Manifold-Constrained Hyper-Connections: Stabilizing Deep Networks Beyond ResNets (with the actual math)

In my previous version of this post, I focused on intuition: why residual connections work, why Hyper-Connections (HC) are appealing, and why they become unstable. Now, in this article, I’ll be diving into the actual equations from the mHC paper.

This update fills that gap. I’ll go from basics all the way to the exact multi-layer expansion equation in the paper, and I’ll explain every term with concrete examples.

1. Residual Connection (Paper Eq. 1)

The paper writes a residual block as:

x_{l+1} = x_l + F(x_l, W_l)

Here $x_l \in \mathbb{R}^{C}$ represents the hidden state at layer $l$ , where $C$ is the dimension of the feature vector. The function $F(\cdot)$ denotes whatever transformation the layer performs—this could be a self-attention mechanism, an MLP block, or any other differentiable operation. The parameters $W_l$ are the learnable weights of that specific layer.

The critical insight is the literal $x_l$ term on the right-hand side. This term passes through completely unchanged, regardless of what $F$ does. Even if $F$ produces garbage or zeros, the original signal $x_l$ survives intact.
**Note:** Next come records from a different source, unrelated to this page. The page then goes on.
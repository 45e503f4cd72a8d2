//! Tests for the project card element

use crate::card::{render_card, ProjectCard, CARD_TAG};
use showcase_common::ProjectRecord;

fn sample() -> ProjectRecord {
    ProjectRecord::new("T", "I", "A", "D", "L")
}

#[test]
fn test_render_card_fields() {
    let html = render_card(&sample()).unwrap();

    assert!(html.starts_with(r#"<template shadowrootmode="open">"#));
    assert!(html.ends_with("</template>"));
    assert!(html.contains("<h2>T</h2>"));
    assert!(html.contains(r#"<img class="card-image" src="I" alt="A">"#));
    assert!(html.contains(r#"<p class="card-description">D</p>"#));
    assert!(html.contains(r#"<a href="L" class="card-link">View Project</a>"#));
}

#[test]
fn test_render_card_has_encapsulated_styles() {
    let html = render_card(&sample()).unwrap();
    let style_start = html.find("<style>").unwrap();
    let style_end = html.find("</style>").unwrap();
    let styles = &html[style_start..style_end];

    assert!(styles.contains(":host"));
    assert!(styles.contains(".card-link"));
    // Styles sit inside the shadow root, before the card markup
    assert!(style_end < html.find("card-container\"").unwrap());
}

#[test]
fn test_render_card_is_pure() {
    assert_eq!(
        render_card(&sample()).unwrap(),
        render_card(&sample()).unwrap()
    );
}

#[test]
fn test_empty_card_renders_nothing() {
    let mut card = ProjectCard::new();
    assert!(card.content().is_none());

    card.connected();
    assert!(card.content().is_none());
    assert_eq!(card.to_html().unwrap(), format!("<{CARD_TAG}></{CARD_TAG}>"));
}

#[test]
fn test_set_project_renders() {
    let mut card = ProjectCard::new();
    card.set_project(sample());

    assert_eq!(card.project(), Some(&sample()));
    assert_eq!(card.content(), Some(render_card(&sample()).unwrap().as_str()));

    let html = card.to_html().unwrap();
    assert!(html.starts_with("<project-card><template shadowrootmode=\"open\">"));
    assert!(html.ends_with("</template></project-card>"));
    assert!(html.contains(r#"<img class="card-image" src="I" alt="A">"#));
}

#[test]
fn test_set_project_twice_rerenders() {
    let mut card = ProjectCard::new();
    card.set_project(sample());
    card.set_project(ProjectRecord::new("Other", "I2", "A2", "D2", "L2"));

    let html = card.content().unwrap();
    assert!(html.contains("<h2>Other</h2>"));
    assert!(!html.contains("<h2>T</h2>"));
}

#[test]
fn test_card_escapes_record_text() {
    let mut card = ProjectCard::new();
    card.set_project(ProjectRecord::new(
        "<script>alert(1)</script>",
        "x.png",
        "a \"quoted\" alt",
        "Tom & Jerry",
        "https://example.com/?a=1&b=2",
    ));

    let html = card.to_html().unwrap();
    assert!(!html.contains("<script>"));
    assert!(html.contains("&lt;script&gt;alert(1)&lt;/script&gt;"));
    assert!(html.contains("alt=\"a &quot;quoted&quot; alt\""));
    assert!(html.contains("Tom &amp; Jerry"));
    // Handlebars also escapes `=` inside attribute values
    assert!(html.contains("href=\"https://example.com/?a&#x3D;1&amp;b&#x3D;2\""));
}
//! Project loaders
//!
//! Both loaders clear the container, obtain records and render one card per
//! record. Neither returns an error: every failure ends as a message in the
//! container and is summarized in the returned [`LoadOutcome`].
//!
//! Each load takes a request token. A remote response is applied only if no
//! newer load started while it was in flight, so the newest request always
//! decides the final container and cache contents.

use crate::card::ProjectCard;
use crate::container::ProjectsContainer;
use crate::error::Result;
use crate::remote::RemoteSource;
use crate::repository::ProjectRepository;
use showcase_common::ProjectRecord;
use std::sync::{Mutex, MutexGuard, PoisonError};

pub const NO_LOCAL_PROJECTS: &str = "No projects found in local storage.";
pub const LOCAL_LOAD_ERROR: &str = "Error loading projects from local storage.";
pub const NO_REMOTE_PROJECTS: &str = "No projects found on remote server.";
pub const REMOTE_LOAD_ERROR: &str = "Error loading projects from remote server";

/// Result of one loader invocation
#[derive(Debug, Clone, PartialEq, Eq)]
pub enum LoadOutcome {
    /// This many cards were rendered
    Rendered(usize),
    /// Source had no projects
    Empty,
    /// Load failed; the reason is also shown in the container
    Failed(String),
    /// A newer load started before this one finished; nothing was applied
    Superseded,
}

struct LoaderState {
    container: ProjectsContainer,
    latest_request: u64,
}

impl LoaderState {
    fn begin_request(&mut self) -> u64 {
        self.latest_request += 1;
        self.container.clear();
        self.latest_request
    }

    fn render_projects(&mut self, projects: Vec<ProjectRecord>) -> usize {
        self.container.clear();
        let count = projects.len();
        for project in projects {
            let mut card = ProjectCard::new();
            card.set_project(project);
            self.container.append(card);
        }
        count
    }
}

/// Drives the projects container from the cache or the remote endpoint
pub struct ProjectLoader {
    repository: ProjectRepository,
    remote: RemoteSource,
    state: Mutex<LoaderState>,
}

impl ProjectLoader {
    pub fn new(repository: ProjectRepository, remote: RemoteSource) -> Self {
        Self {
            repository,
            remote,
            state: Mutex::new(LoaderState {
                container: ProjectsContainer::new(),
                latest_request: 0,
            }),
        }
    }

    pub fn repository(&self) -> &ProjectRepository {
        &self.repository
    }

    pub fn remote(&self) -> &RemoteSource {
        &self.remote
    }

    fn lock(&self) -> MutexGuard<'_, LoaderState> {
        self.state.lock().unwrap_or_else(PoisonError::into_inner)
    }

    /// Run `f` against the current container
    pub fn with_container<R>(&self, f: impl FnOnce(&ProjectsContainer) -> R) -> R {
        f(&self.lock().container)
    }

    pub fn container_html(&self) -> Result<String> {
        self.with_container(|container| container.to_html())
    }

    /// Populate the container from the local cache
    pub fn load_local(&self) -> LoadOutcome {
        let mut state = self.lock();
        state.begin_request();

        match self.repository.load() {
            Ok(Some(projects)) if !projects.is_empty() => {
                let count = state.render_projects(projects);
                log::info!("Loaded {} projects from local storage", count);
                LoadOutcome::Rendered(count)
            }
            Ok(_) => {
                log::info!("No projects in local storage");
                state.container.show_message(NO_LOCAL_PROJECTS);
                LoadOutcome::Empty
            }
            Err(e) => {
                log::warn!("Error loading local projects: {}", e);
                state.container.show_message(LOCAL_LOAD_ERROR);
                LoadOutcome::Failed(e.to_string())
            }
        }
    }

    /// Populate the container from the remote endpoint and refresh the cache
    pub async fn load_remote(&self) -> LoadOutcome {
        let token = {
            let mut state = self.lock();
            let token = state.begin_request();
            state.container.show_loading();
            token
        };

        let result = self.remote.fetch_projects().await;

        let mut state = self.lock();
        if state.latest_request != token {
            log::debug!(
                "Discarding stale remote response (request {}, latest {})",
                token,
                state.latest_request
            );
            return LoadOutcome::Superseded;
        }

        match result {
            Ok(projects) if projects.is_empty() => {
                log::info!("Remote server returned no projects");
                state.container.show_message(NO_REMOTE_PROJECTS);
                LoadOutcome::Empty
            }
            Ok(projects) => {
                if let Err(e) = self.repository.save(&projects) {
                    log::warn!("Failed to cache remote projects: {}", e);
                }
                let count = state.render_projects(projects);
                log::info!("Loaded {} projects from remote server", count);
                LoadOutcome::Rendered(count)
            }
            Err(e) => {
                log::error!("Error loading remote projects: {}", e);
                state
                    .container
                    .show_message(format!("{}: {}", REMOTE_LOAD_ERROR, e));
                LoadOutcome::Failed(e.to_string())
            }
        }
    }
}
//! Cache-first asset loading with synthesized progress.
//!
//! The loader is split in two halves:
//!
//! - [`run_pipeline`] is the async half. It reads the cache, falls back to
//!   the network, parses the payload and re-caches it, reporting
//!   [`PipelineEvent`]s over a channel. It never touches shared state, so it
//!   can run on any executor.
//! - [`AssetLoader`] is the main-thread half. It owns one [`LoadSession`] per
//!   URL, turns pipeline events into a smooth, monotonic progress stream and
//!   publishes [`LoadUpdate`]s when the owner calls [`AssetLoader::update`]
//!   from its frame loop.
//!
//! ## Progress budget
//!
//! ```text
//! cache hit:  0 ──────────────── 100   (800 ms ramp)
//! network:    0 ── bytes ── 90 ─ 95 ─ 100
//!                              300ms 200ms
//! ```
//!
//! If the transfer size is unknown, progress holds at 0 until the download
//! completes and then jumps to 90.

use std::collections::{HashMap, VecDeque};
use std::future::Future;
use std::sync::Arc;
use std::time::Duration;

use crate::asset::{Asset, AssetSource};
use crate::cache::Cache;
use crate::error::{Error, Result};
use crate::progress::{PROGRESS_COMPLETE, ProgressAnimator, ProgressTracker};
use crate::transport::Transport;

/// Progress ceiling for the byte transfer; the rest is reserved for setup.
pub const TRANSFER_PROGRESS_CEILING: u8 = 90;
/// Intermediate milestone of the post-transfer tail.
pub const TAIL_MILESTONE: u8 = 95;
/// Maximum wait for a cache read.
pub const CACHE_READ_TIMEOUT: Duration = Duration::from_secs(5);

const CACHE_HIT_RAMP: Duration = Duration::from_millis(800);
const TAIL_FIRST_RAMP: Duration = Duration::from_millis(300);
const TAIL_SECOND_RAMP: Duration = Duration::from_millis(200);

/// Map a byte count onto the transfer share of the progress range.
#[must_use]
#[allow(clippy::cast_precision_loss)]
pub fn transfer_progress(received: u64, total: Option<u64>) -> u8 {
    match total {
        Some(total) if total > 0 => {
            let fraction = (received as f64 / total as f64).clamp(0.0, 1.0);
            #[allow(clippy::cast_possible_truncation, clippy::cast_sign_loss)]
            let value = (fraction * f64::from(TRANSFER_PROGRESS_CEILING)).round() as u8;
            value
        }
        _ => 0,
    }
}

/// Shared collaborators of every load.
#[derive(Clone)]
pub struct LoadServices {
    /// Persistent blob store.
    pub cache: Arc<dyn Cache>,
    /// Network transport.
    pub transport: Arc<dyn Transport>,
}

/// Events reported by the async half of a load.
#[derive(Debug, Clone)]
pub enum PipelineEvent {
    /// Transfer progress in `[0, 90]`.
    Transfer(u8),
    /// A cached payload parsed successfully.
    CacheHit(Asset),
    /// A downloaded payload parsed successfully.
    Downloaded(Asset),
    /// The network path failed irrecoverably.
    Failed(Error),
}

/// A pipeline event tagged with the load it belongs to.
#[derive(Debug, Clone)]
pub struct LoadMessage {
    /// The URL being loaded.
    pub url: String,
    /// Identifies the load attempt; events from abandoned attempts are dropped.
    pub ticket: u64,
    /// The event itself.
    pub event: PipelineEvent,
}

/// Read the cache without waiting forever.
async fn read_cache(cache: &dyn Cache, url: &str) -> Result<Option<Vec<u8>>> {
    #[cfg(not(target_family = "wasm"))]
    {
        tokio::time::timeout(CACHE_READ_TIMEOUT, cache.get(url))
            .await
            .map_err(|_| Error::Timeout {
                operation: "cache read",
            })?
    }
    #[cfg(target_family = "wasm")]
    {
        cache.get(url).await
    }
}

/// Try to satisfy a load from the cache.
///
/// Every failure here is absorbed: the caller falls through to the network.
async fn load_from_cache(cache: &dyn Cache, url: &str) -> Option<Asset> {
    let data = match read_cache(cache, url).await {
        Ok(Some(data)) => data,
        Ok(None) => return None,
        Err(e) => {
            tracing::warn!(url, "cache read failed, using network: {e}");
            return None;
        }
    };

    tracing::info!(url, bytes = data.len(), "loading asset from cache");
    match Asset::parse(url, data) {
        Ok(asset) => Some(asset),
        Err(e) => {
            tracing::warn!(url, "cached asset is corrupt, using network: {e}");
            if let Err(e) = cache.remove(url).await {
                tracing::warn!(url, "failed to drop corrupt cache entry: {e}");
            }
            None
        }
    }
}

/// Download and parse an asset, forwarding transfer progress.
async fn load_from_network(
    transport: &dyn Transport,
    url: &str,
    ticket: u64,
    tx: &async_channel::Sender<LoadMessage>,
) -> Result<Asset> {
    tracing::info!(url, "downloading asset from network");

    let mut last = 0;
    let mut on_progress = |received: u64, total: Option<u64>| {
        let value = transfer_progress(received, total);
        if value > last {
            last = value;
            // Unbounded channel: only fails once the loader is gone.
            let _ = tx.try_send(LoadMessage {
                url: url.to_string(),
                ticket,
                event: PipelineEvent::Transfer(value),
            });
        }
    };

    let data = transport.fetch(url, &mut on_progress).await?;
    Asset::parse(url, data)
}

/// Re-download `url` and store it for future sessions.
///
/// Failures are logged and swallowed.
pub async fn recache(transport: &dyn Transport, cache: &dyn Cache, url: &str) {
    let data = match transport.fetch(url, &mut |_, _| {}).await {
        Ok(data) => data,
        Err(e) => {
            tracing::warn!(url, "re-cache fetch failed: {e}");
            return;
        }
    };

    match cache.put(url, data).await {
        Ok(()) => tracing::info!(url, "asset cached for future sessions"),
        Err(e) => tracing::warn!(url, "re-cache write failed: {e}"),
    }
}

/// The async half of a load.
///
/// Reports at most one terminal event (`CacheHit`, `Downloaded` or
/// `Failed`). After a successful download it re-caches the asset; that work
/// shares no progress channel with the load.
pub async fn run_pipeline(
    services: LoadServices,
    url: String,
    ticket: u64,
    tx: async_channel::Sender<LoadMessage>,
) {
    let send = |event| {
        let _ = tx.try_send(LoadMessage {
            url: url.clone(),
            ticket,
            event,
        });
    };

    if let Some(asset) = load_from_cache(services.cache.as_ref(), &url).await {
        send(PipelineEvent::CacheHit(asset));
        return;
    }

    match load_from_network(services.transport.as_ref(), &url, ticket, &tx).await {
        Ok(asset) => {
            send(PipelineEvent::Downloaded(asset));
            recache(services.transport.as_ref(), services.cache.as_ref(), &url).await;
        }
        Err(e) => {
            tracing::error!(url, "asset load failed: {e}");
            send(PipelineEvent::Failed(e));
        }
    }
}

/// Lifecycle of a single load.
#[derive(Debug, Clone)]
pub enum LoadPhase {
    /// Waiting on the cache or the network.
    Fetching,
    /// Parsed; the progress tail is animating.
    Finishing {
        /// Where the bytes came from.
        source: AssetSource,
    },
    /// Terminal success.
    Ready {
        /// The loaded asset.
        asset: Asset,
        /// Where the bytes came from.
        source: AssetSource,
    },
    /// Terminal failure; re-invoke `load` to retry.
    Failed(Error),
    /// Torn down before completion.
    Cancelled,
}

impl LoadPhase {
    /// Whether a pipeline is still running for this load.
    #[must_use]
    pub fn is_active(&self) -> bool {
        matches!(self, LoadPhase::Fetching | LoadPhase::Finishing { .. })
    }
}

/// Updates published to the UI shell.
#[derive(Debug, Clone, PartialEq)]
pub enum LoadUpdate {
    /// Progress changed.
    Progress(u8),
    /// The asset is ready.
    Ready(Asset),
    /// The load failed.
    Failed(Error),
}

/// Main-thread state of one load.
#[derive(Debug)]
pub struct LoadSession {
    ticket: u64,
    phase: LoadPhase,
    progress: ProgressTracker,
    ramps: VecDeque<ProgressAnimator>,
    pending: Option<Asset>,
    updates: Vec<LoadUpdate>,
}

impl LoadSession {
    fn new(ticket: u64) -> Self {
        Self {
            ticket,
            phase: LoadPhase::Fetching,
            progress: ProgressTracker::default(),
            ramps: VecDeque::new(),
            pending: None,
            updates: Vec::new(),
        }
    }

    /// Current lifecycle phase.
    #[must_use]
    pub fn phase(&self) -> &LoadPhase {
        &self.phase
    }

    /// Last published progress value.
    #[must_use]
    pub fn progress(&self) -> u8 {
        self.progress.current()
    }

    fn publish(&mut self, value: u8) {
        if let Some(value) = self.progress.offer(value) {
            self.updates.push(LoadUpdate::Progress(value));
        }
    }

    fn handle(&mut self, event: PipelineEvent) {
        if !matches!(self.phase, LoadPhase::Fetching) {
            return;
        }

        match event {
            PipelineEvent::Transfer(value) => {
                self.publish(value.min(TRANSFER_PROGRESS_CEILING));
            }
            PipelineEvent::CacheHit(asset) => {
                let from = self.progress.current();
                self.ramps.push_back(ProgressAnimator::new(
                    from,
                    PROGRESS_COMPLETE,
                    CACHE_HIT_RAMP,
                ));
                self.pending = Some(asset);
                self.phase = LoadPhase::Finishing {
                    source: AssetSource::Cache,
                };
            }
            PipelineEvent::Downloaded(asset) => {
                self.publish(TRANSFER_PROGRESS_CEILING);
                self.ramps.push_back(ProgressAnimator::new(
                    TRANSFER_PROGRESS_CEILING,
                    TAIL_MILESTONE,
                    TAIL_FIRST_RAMP,
                ));
                self.ramps.push_back(ProgressAnimator::new(
                    TAIL_MILESTONE,
                    PROGRESS_COMPLETE,
                    TAIL_SECOND_RAMP,
                ));
                self.pending = Some(asset);
                self.phase = LoadPhase::Finishing {
                    source: AssetSource::Network,
                };
            }
            PipelineEvent::Failed(error) => {
                if let Some(value) = self.progress.reset() {
                    self.updates.push(LoadUpdate::Progress(value));
                }
                self.updates.push(LoadUpdate::Failed(error.clone()));
                self.phase = LoadPhase::Failed(error);
            }
        }
    }

    fn tick(&mut self, delta: Duration) {
        let LoadPhase::Finishing { source } = self.phase else {
            return;
        };

        let mut remaining = delta;
        while let Some(ramp) = self.ramps.front_mut() {
            let mut values = Vec::new();
            remaining = ramp.advance(remaining, |v| values.push(v));
            let finished = ramp.is_finished();
            for value in values {
                self.publish(value);
            }
            if !finished {
                return;
            }
            self.ramps.pop_front();
        }

        if let Some(asset) = self.pending.take() {
            self.publish(PROGRESS_COMPLETE);
            tracing::info!(url = asset.url(), ?source, "asset ready");
            self.updates.push(LoadUpdate::Ready(asset.clone()));
            self.phase = LoadPhase::Ready { asset, source };
        }
    }

    fn cancel(&mut self) {
        for ramp in &mut self.ramps {
            ramp.cancel();
        }
        self.ramps.clear();
        self.pending = None;
        self.updates.clear();
        self.phase = LoadPhase::Cancelled;
    }
}

/// Owns every load of a viewer session.
///
/// At most one load per URL is active at a time; requesting an active URL
/// again does not start a second transfer.
pub struct AssetLoader {
    services: LoadServices,
    sessions: HashMap<String, LoadSession>,
    next_ticket: u64,
    tx: async_channel::Sender<LoadMessage>,
    rx: async_channel::Receiver<LoadMessage>,
}

impl AssetLoader {
    /// Create a loader over the given cache and transport.
    #[must_use]
    pub fn new(services: LoadServices) -> Self {
        let (tx, rx) = async_channel::unbounded();
        Self {
            services,
            sessions: HashMap::new(),
            next_ticket: 0,
            tx,
            rx,
        }
    }

    /// Start loading `url`.
    ///
    /// Returns the pipeline future for the caller to spawn on its executor,
    /// or `None` if the URL is already loading or loaded.
    pub fn load(&mut self, url: &str) -> Option<impl Future<Output = ()> + use<>> {
        if let Some(session) = self.sessions.get(url) {
            if session.phase.is_active() {
                tracing::debug!(url, "load already in flight");
                return None;
            }
            if matches!(session.phase, LoadPhase::Ready { .. }) {
                tracing::debug!(url, "asset already loaded");
                return None;
            }
        }

        self.next_ticket += 1;
        let ticket = self.next_ticket;
        self.sessions
            .insert(url.to_string(), LoadSession::new(ticket));

        Some(run_pipeline(
            self.services.clone(),
            url.to_string(),
            ticket,
            self.tx.clone(),
        ))
    }

    /// Abandon the load of `url`.
    ///
    /// Pending progress ramps are dropped and any late pipeline result is
    /// ignored. An in-flight transfer may still finish in the background.
    pub fn cancel(&mut self, url: &str) {
        if let Some(session) = self.sessions.get_mut(url)
            && session.phase.is_active()
        {
            tracing::info!(url, "load cancelled");
            session.cancel();
        }
    }

    /// Abandon every active load (session teardown).
    pub fn cancel_all(&mut self) {
        let urls: Vec<String> = self.sessions.keys().cloned().collect();
        for url in urls {
            self.cancel(&url);
        }
    }

    /// The session for `url`, if a load was ever started.
    #[must_use]
    pub fn session(&self, url: &str) -> Option<&LoadSession> {
        self.sessions.get(url)
    }

    /// Last published progress for `url` (0 if unknown).
    #[must_use]
    pub fn progress(&self, url: &str) -> u8 {
        self.sessions.get(url).map_or(0, LoadSession::progress)
    }

    /// Drain pipeline events, advance progress ramps by `delta`, and return
    /// the updates published since the last call.
    pub fn update(&mut self, delta: Duration) -> Vec<(String, LoadUpdate)> {
        while let Ok(message) = self.rx.try_recv() {
            match self.sessions.get_mut(&message.url) {
                Some(session) if session.ticket == message.ticket => {
                    session.handle(message.event);
                }
                _ => tracing::debug!(url = %message.url, "dropping event from abandoned load"),
            }
        }

        let mut out = Vec::new();
        for (url, session) in &mut self.sessions {
            session.tick(delta);
            out.extend(session.updates.drain(..).map(|u| (url.clone(), u)));
        }
        out
    }
}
This is the identity path that makes residual networks trainable at extreme depths.

1.1 Why Identity Mapping Matters (Paper Eq. 2)

If you expand Eq. (1) across multiple layers, the paper gets:

x_L = x_l + \sum_{i=l}^{L-1} F(x_i, W_i)

This expansion reveals why ResNets and Transformers remain trainable even at depths of hundreds or thousands of layers. The term $x_l$ survives unchanged all the way to depth $L$ —it doesn’t get multiplied, transformed, or attenuated by any intermediate layer. The network’s output at layer $L$ is simply the original input $x_l$ plus a sum of corrections from each intermediate layer.

This means each layer learns what to add to the existing representation, not how to replace it. The sum of $F(\cdot)$ terms represents accumulated refinements, while the base signal flows through a protected channel. Gradients during backpropagation also benefit from this structure, since they can flow directly back through the identity path without being multiplied by weight matrices at every step.

2. Hyper-Connections: What the Paper Actually Does

HC changes the residual stream itself. Rather than having a single residual path, HC introduces multiple parallel streams that can interact and mix with each other through learned transformations.

2.1 The Key Change: the residual stream becomes n streams

In HC, the paper expands the hidden state from a single vector to multiple vectors:

from $x_l \in \mathbb{R}^{C}$

to $x_l \in \mathbb{R}^{n \times C}$

So for n = 2, we literally have:

x_l = \begin{bmatrix} x_{l,0} \\ x_{l,1} \end{bmatrix}, \quad x_{l,0}, x_{l,1} \in \mathbb{R}^C

Think of this as two parallel residual “lanes” running through the network. Each lane carries a $C$ -dimensional feature vector, and the lanes can exchange information with each other at every layer. This is fundamentally different from simply making the hidden dimension larger—we’re creating structured parallelism where streams maintain separate identities while being able to communicate.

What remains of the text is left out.